* **Work required**: Determine how many lines in this listing contain the word "ProfileRepo" and report that number by itself.

* **Records to process**:
·····
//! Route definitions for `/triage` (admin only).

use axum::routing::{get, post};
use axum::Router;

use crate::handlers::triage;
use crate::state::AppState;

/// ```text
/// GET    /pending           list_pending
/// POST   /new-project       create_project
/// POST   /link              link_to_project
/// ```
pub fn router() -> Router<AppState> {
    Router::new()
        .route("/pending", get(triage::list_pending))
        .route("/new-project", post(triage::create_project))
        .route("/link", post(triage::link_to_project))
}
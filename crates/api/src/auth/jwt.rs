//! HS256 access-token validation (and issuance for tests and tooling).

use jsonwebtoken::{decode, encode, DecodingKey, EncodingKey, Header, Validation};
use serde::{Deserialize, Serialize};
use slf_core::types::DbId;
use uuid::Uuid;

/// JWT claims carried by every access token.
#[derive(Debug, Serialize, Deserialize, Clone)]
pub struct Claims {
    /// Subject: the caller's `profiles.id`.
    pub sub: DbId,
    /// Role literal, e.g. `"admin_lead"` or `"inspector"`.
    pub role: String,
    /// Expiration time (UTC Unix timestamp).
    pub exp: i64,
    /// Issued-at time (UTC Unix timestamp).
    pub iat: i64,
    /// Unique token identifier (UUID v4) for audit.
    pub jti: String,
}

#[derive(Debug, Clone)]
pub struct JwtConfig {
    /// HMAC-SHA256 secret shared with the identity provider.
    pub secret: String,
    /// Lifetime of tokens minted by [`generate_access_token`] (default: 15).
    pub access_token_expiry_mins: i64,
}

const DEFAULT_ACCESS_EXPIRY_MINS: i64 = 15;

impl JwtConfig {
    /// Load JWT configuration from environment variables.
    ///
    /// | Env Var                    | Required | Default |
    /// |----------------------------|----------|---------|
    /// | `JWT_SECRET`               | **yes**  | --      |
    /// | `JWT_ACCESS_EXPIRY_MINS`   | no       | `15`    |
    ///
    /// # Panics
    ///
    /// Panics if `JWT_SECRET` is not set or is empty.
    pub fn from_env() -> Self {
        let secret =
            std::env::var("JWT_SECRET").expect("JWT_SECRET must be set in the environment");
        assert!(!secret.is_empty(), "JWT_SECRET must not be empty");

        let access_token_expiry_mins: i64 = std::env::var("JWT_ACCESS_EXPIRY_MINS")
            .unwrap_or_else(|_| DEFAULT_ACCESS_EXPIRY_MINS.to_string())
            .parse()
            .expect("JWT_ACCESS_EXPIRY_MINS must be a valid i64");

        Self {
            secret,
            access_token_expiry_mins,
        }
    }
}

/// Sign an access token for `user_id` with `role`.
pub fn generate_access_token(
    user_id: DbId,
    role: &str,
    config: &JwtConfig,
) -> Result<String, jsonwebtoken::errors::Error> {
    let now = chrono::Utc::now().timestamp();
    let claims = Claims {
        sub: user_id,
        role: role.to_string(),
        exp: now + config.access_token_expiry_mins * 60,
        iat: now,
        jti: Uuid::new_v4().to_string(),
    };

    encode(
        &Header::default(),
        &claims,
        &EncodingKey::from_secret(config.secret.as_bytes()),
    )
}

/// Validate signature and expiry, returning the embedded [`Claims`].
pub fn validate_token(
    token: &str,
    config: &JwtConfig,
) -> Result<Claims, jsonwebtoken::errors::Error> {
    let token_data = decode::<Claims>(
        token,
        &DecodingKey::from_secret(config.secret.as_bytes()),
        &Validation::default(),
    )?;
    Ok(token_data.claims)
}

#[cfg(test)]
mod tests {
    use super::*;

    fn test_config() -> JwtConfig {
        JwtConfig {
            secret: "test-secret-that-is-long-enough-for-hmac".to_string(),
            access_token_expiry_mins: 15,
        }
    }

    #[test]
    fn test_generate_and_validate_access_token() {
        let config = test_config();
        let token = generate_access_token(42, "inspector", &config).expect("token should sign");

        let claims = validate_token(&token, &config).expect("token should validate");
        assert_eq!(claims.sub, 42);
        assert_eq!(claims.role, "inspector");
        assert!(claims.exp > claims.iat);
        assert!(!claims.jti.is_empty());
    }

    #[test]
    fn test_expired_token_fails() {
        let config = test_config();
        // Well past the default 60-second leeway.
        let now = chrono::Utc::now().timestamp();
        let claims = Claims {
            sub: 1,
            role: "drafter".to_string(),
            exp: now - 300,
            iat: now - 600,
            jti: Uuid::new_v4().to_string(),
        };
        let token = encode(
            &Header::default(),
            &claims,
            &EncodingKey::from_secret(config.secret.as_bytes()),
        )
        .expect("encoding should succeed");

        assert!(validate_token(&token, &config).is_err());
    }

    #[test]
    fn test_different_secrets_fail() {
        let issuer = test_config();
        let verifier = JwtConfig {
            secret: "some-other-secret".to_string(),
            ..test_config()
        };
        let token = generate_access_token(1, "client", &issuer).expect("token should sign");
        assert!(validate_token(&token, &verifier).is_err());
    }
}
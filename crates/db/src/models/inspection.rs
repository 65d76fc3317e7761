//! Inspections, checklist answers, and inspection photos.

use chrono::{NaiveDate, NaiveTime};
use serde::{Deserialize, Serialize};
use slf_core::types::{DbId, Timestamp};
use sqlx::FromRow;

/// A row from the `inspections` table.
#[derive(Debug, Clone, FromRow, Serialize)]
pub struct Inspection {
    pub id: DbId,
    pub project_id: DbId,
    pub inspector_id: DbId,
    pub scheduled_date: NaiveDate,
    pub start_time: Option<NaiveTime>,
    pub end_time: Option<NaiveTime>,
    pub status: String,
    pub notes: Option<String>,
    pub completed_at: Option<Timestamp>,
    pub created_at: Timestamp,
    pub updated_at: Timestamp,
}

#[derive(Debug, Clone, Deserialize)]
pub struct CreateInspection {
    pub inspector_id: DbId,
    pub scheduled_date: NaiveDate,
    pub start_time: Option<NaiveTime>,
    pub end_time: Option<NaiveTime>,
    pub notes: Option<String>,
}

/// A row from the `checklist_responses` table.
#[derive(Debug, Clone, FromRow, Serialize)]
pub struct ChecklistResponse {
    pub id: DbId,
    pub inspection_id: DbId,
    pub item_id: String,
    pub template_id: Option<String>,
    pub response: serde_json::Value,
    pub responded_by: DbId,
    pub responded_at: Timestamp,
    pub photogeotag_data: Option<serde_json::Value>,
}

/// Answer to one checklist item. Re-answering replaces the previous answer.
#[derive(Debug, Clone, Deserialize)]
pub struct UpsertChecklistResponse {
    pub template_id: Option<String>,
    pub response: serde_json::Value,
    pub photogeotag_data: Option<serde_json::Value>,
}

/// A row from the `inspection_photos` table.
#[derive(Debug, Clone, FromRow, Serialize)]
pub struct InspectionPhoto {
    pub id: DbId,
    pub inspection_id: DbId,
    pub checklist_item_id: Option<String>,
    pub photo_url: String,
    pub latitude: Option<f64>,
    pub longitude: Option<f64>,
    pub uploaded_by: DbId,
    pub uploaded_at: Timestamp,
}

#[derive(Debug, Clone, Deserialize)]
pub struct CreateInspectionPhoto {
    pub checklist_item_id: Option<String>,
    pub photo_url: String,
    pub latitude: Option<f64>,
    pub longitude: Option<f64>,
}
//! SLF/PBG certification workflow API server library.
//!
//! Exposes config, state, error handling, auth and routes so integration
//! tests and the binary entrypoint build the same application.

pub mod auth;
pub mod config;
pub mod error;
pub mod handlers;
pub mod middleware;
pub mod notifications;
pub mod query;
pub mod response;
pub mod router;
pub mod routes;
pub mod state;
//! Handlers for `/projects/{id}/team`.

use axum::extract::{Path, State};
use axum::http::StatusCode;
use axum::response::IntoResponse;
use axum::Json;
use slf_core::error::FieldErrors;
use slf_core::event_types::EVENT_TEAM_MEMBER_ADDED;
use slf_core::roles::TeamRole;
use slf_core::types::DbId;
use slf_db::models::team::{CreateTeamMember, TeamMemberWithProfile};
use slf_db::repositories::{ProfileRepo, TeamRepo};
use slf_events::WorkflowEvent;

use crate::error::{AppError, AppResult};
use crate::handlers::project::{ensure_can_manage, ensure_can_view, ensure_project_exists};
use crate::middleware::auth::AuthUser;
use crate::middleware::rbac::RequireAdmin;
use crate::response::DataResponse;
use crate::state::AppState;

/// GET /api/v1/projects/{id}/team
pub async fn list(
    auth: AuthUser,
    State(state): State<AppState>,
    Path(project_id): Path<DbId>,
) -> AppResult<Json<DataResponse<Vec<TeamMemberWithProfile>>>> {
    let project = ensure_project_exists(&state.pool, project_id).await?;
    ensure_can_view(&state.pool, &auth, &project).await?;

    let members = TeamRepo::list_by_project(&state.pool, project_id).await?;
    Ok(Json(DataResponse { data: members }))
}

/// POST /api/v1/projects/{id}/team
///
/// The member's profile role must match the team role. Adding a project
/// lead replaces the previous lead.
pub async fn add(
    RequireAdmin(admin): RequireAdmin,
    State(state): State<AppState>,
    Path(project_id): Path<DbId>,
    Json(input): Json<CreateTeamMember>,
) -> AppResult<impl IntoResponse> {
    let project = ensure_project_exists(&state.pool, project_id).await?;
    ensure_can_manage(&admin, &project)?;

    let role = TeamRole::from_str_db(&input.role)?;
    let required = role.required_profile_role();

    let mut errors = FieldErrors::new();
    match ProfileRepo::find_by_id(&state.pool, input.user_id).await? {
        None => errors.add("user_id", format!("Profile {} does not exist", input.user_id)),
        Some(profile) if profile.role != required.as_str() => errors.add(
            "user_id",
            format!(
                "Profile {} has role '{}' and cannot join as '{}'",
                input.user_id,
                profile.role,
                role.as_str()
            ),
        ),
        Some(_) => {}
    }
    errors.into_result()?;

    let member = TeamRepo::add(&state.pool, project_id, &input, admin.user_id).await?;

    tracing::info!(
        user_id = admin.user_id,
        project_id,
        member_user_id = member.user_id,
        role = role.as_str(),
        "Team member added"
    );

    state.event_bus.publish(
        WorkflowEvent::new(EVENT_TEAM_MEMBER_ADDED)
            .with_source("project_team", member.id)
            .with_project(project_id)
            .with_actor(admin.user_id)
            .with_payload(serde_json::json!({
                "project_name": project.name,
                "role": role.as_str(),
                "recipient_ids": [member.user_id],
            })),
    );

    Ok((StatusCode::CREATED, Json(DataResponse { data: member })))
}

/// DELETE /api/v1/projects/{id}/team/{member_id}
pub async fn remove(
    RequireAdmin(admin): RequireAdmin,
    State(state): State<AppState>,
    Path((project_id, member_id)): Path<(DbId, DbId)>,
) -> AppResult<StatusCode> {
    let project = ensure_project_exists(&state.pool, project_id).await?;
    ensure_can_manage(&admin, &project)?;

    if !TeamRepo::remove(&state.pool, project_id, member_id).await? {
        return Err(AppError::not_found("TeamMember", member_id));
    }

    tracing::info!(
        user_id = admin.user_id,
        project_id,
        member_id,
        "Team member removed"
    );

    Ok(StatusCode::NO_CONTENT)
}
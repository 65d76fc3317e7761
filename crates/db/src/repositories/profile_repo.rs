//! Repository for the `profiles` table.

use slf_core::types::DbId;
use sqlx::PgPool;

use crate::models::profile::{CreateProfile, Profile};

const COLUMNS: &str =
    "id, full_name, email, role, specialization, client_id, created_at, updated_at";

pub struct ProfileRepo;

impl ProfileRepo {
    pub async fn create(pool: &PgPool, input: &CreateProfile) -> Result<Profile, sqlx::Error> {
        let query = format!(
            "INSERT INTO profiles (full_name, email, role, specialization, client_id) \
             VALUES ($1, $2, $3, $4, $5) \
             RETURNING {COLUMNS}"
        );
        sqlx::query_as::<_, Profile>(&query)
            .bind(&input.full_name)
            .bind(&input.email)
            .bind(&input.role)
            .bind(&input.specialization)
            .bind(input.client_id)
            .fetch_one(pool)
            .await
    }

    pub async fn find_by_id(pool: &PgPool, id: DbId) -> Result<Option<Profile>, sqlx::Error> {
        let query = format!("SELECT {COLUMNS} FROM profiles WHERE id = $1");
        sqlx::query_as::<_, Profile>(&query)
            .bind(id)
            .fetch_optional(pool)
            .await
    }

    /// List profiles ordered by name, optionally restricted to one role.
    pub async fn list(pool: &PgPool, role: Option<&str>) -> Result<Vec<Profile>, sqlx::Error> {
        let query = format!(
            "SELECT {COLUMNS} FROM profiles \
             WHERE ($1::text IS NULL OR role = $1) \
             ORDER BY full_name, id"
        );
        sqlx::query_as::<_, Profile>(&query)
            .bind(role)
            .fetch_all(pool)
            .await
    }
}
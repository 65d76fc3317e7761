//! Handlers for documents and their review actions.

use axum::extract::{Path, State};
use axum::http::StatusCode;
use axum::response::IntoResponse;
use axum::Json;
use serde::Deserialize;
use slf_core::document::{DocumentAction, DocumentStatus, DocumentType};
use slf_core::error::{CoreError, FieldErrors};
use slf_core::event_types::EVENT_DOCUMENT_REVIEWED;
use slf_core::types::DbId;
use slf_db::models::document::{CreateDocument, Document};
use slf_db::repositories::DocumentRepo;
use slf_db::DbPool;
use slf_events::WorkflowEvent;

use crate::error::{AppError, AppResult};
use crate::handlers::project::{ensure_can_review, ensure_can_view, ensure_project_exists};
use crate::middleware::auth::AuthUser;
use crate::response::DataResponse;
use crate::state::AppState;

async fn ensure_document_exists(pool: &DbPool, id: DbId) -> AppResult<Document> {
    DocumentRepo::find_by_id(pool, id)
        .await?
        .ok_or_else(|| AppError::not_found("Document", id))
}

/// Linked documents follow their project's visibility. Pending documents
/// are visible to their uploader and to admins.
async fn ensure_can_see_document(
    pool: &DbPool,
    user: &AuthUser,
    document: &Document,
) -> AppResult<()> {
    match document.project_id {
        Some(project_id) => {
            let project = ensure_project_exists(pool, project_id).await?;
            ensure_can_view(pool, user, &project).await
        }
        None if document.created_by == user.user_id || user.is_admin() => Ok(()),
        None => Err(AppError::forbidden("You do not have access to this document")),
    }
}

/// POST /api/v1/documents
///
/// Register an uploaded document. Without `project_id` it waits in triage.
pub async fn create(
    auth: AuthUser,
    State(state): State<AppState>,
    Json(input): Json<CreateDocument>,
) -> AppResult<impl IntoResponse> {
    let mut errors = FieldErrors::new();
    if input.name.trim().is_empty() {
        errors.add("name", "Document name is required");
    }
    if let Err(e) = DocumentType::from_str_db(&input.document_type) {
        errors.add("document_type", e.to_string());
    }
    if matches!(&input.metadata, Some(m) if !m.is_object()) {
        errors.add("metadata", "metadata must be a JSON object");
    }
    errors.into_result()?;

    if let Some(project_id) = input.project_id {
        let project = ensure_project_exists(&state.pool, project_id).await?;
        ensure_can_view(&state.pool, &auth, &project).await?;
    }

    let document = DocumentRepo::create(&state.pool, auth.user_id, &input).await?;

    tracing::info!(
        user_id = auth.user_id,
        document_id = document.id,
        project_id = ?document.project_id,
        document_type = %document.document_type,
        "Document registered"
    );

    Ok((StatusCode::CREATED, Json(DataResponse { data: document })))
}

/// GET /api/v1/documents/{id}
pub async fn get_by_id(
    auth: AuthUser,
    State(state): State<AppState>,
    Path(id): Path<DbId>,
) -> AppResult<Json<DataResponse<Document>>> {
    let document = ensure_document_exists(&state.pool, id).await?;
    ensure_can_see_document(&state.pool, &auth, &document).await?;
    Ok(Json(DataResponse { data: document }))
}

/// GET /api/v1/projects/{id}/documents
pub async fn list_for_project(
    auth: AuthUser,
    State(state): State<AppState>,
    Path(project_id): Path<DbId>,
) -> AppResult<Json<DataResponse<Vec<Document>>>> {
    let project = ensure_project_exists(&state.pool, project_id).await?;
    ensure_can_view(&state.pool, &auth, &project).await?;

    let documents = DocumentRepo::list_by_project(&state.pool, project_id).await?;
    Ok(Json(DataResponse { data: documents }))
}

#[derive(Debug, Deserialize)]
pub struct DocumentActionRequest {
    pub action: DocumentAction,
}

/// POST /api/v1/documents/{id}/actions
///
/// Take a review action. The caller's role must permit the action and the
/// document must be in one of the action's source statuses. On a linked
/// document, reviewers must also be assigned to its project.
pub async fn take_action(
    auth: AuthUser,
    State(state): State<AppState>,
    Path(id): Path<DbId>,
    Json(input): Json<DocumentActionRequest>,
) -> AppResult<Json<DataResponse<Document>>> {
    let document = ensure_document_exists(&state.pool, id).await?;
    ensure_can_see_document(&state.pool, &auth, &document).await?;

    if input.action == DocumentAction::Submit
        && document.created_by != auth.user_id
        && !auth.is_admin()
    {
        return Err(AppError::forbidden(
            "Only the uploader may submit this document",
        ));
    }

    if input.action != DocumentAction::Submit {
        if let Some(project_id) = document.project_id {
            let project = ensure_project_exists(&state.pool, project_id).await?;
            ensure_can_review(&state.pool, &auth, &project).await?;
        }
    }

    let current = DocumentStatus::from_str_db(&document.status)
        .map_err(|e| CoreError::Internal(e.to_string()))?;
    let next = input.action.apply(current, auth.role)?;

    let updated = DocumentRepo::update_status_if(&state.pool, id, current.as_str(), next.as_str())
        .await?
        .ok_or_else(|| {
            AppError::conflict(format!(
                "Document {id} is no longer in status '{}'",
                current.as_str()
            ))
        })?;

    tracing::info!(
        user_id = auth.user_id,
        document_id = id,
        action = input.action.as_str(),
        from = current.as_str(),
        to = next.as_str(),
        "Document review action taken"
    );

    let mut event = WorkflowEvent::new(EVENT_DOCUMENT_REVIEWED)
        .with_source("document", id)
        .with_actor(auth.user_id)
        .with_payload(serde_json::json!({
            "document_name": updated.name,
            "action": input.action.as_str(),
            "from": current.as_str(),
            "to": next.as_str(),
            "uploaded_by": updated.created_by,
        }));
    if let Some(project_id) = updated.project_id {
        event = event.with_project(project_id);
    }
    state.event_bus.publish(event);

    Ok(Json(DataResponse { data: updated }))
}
·····
* **Problem solution**: 4